◆ **TASK ITEM**
Below are the records. Transcribe them exactly.

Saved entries
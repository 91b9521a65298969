//! Co-occurrences à l'intérieur d'un même tirage.

use loto_db::models::Draw;

use super::{PassKind, ranked, require};
use crate::error::AnalysisError;
use crate::feature::{Feature, ScoredFeature};
use crate::tally::Tally;

/// Numéros combinés triés. Doublon possible si le numéro chance égale un
/// numéro principal : les paires `(n, n)` et triplets `(n, n, x)` sont alors
/// comptés comme les autres.
fn sorted_combined(draw: &Draw) -> [u8; 6] {
    let mut numbers = draw.combined_numbers();
    numbers.sort();
    numbers
}

pub fn pairs(draws: &[Draw]) -> Result<Vec<ScoredFeature>, AnalysisError> {
    require(PassKind::Pairs, draws)?;
    let mut tally = Tally::new();
    for draw in draws {
        let numbers = sorted_combined(draw);
        for i in 0..numbers.len() {
            for j in (i + 1)..numbers.len() {
                tally.add(Feature::pair(numbers[i], numbers[j]), 1);
            }
        }
    }
    Ok(ranked(tally))
}

pub fn clusters(draws: &[Draw]) -> Result<Vec<ScoredFeature>, AnalysisError> {
    require(PassKind::Clusters, draws)?;
    let mut tally = Tally::new();
    for draw in draws {
        let numbers = sorted_combined(draw);
        for i in 0..numbers.len() {
            for j in (i + 1)..numbers.len() {
                for k in (j + 1)..numbers.len() {
                    tally.add(Feature::triple(numbers[i], numbers[j], numbers[k]), 1);
                }
            }
        }
    }
    Ok(ranked(tally))
}

/// Suites `n, n+1` parmi les numéros principaux. Le numéro chance est exclu :
/// il vient d'une autre urne.
pub fn sequences(draws: &[Draw]) -> Result<Vec<ScoredFeature>, AnalysisError> {
    require(PassKind::Sequential, draws)?;
    let mut tally = Tally::new();
    for draw in draws {
        let sorted = draw.sorted_main_numbers();
        for w in sorted.windows(2) {
            if w[1] == w[0] + 1 {
                tally.add(Feature::Pair(w[0], w[1]), 1);
            }
        }
    }
    Ok(ranked(tally))
}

◆ **EXPECTED ANSWER**
repository 91b9521a65298969
//! Co-occurrences à l'intérieur d'un même tirage.

use loto_db::models::Draw;

use super::{PassKind, ranked, require};
use crate::error::AnalysisError;
use crate::feature::{Feature, ScoredFeature};
use crate::tally::Tally;

/// Numéros combinés triés. Doublon possible si le numéro chance égale un
/// numéro principal : les paires `(n, n)` et triplets `(n, n, x)` sont alors
/// comptés comme les autres.
fn sorted_combined(draw: &Draw) -> [u8; 6] {
    let mut numbers = draw.combined_numbers();
    numbers.sort();
    numbers
}

pub fn pairs(draws: &[Draw]) -> Result<Vec<ScoredFeature>, AnalysisError> {
    require(PassKind::Pairs, draws)?;
    let mut tally = Tally::new();
    for draw in draws {
        let numbers = sorted_combined(draw);
        for i in 0..numbers.len() {
            for j in (i + 1)..numbers.len() {
                tally.add(Feature::pair(numbers[i], numbers[j]), 1);
            }
        }
    }
    Ok(ranked(tally))
}

pub fn clusters(draws: &[Draw]) -> Result<Vec<ScoredFeature>, AnalysisError> {
    require(PassKind::Clusters, draws)?;
    let mut tally = Tally::new();
    for draw in draws {
        let numbers = sorted_combined(draw);
        for i in 0..numbers.len() {
            for j in (i + 1)..numbers.len() {
                for k in (j + 1)..numbers.len() {
                    tally.add(Feature::triple(numbers[i], numbers[j], numbers[k]), 1);
                }
            }
        }
    }
    Ok(ranked(tally))
}

/// Suites `n, n+1` parmi les numéros principaux. Le numéro chance est exclu :
/// il vient d'une autre urne.
pub fn sequences(draws: &[Draw]) -> Result<Vec<ScoredFeature>, AnalysisError> {
    require(PassKind::Sequential, draws)?;
    let mut tally = Tally::new();
    for draw in draws {
        let sorted = draw.sorted_main_numbers();
        for w in sorted.windows(2) {
            if w[1] == w[0] + 1 {
                tally.add(Feature::Pair(w[0], w[1]), 1);
            }
        }
    }
    Ok(ranked(tally))
}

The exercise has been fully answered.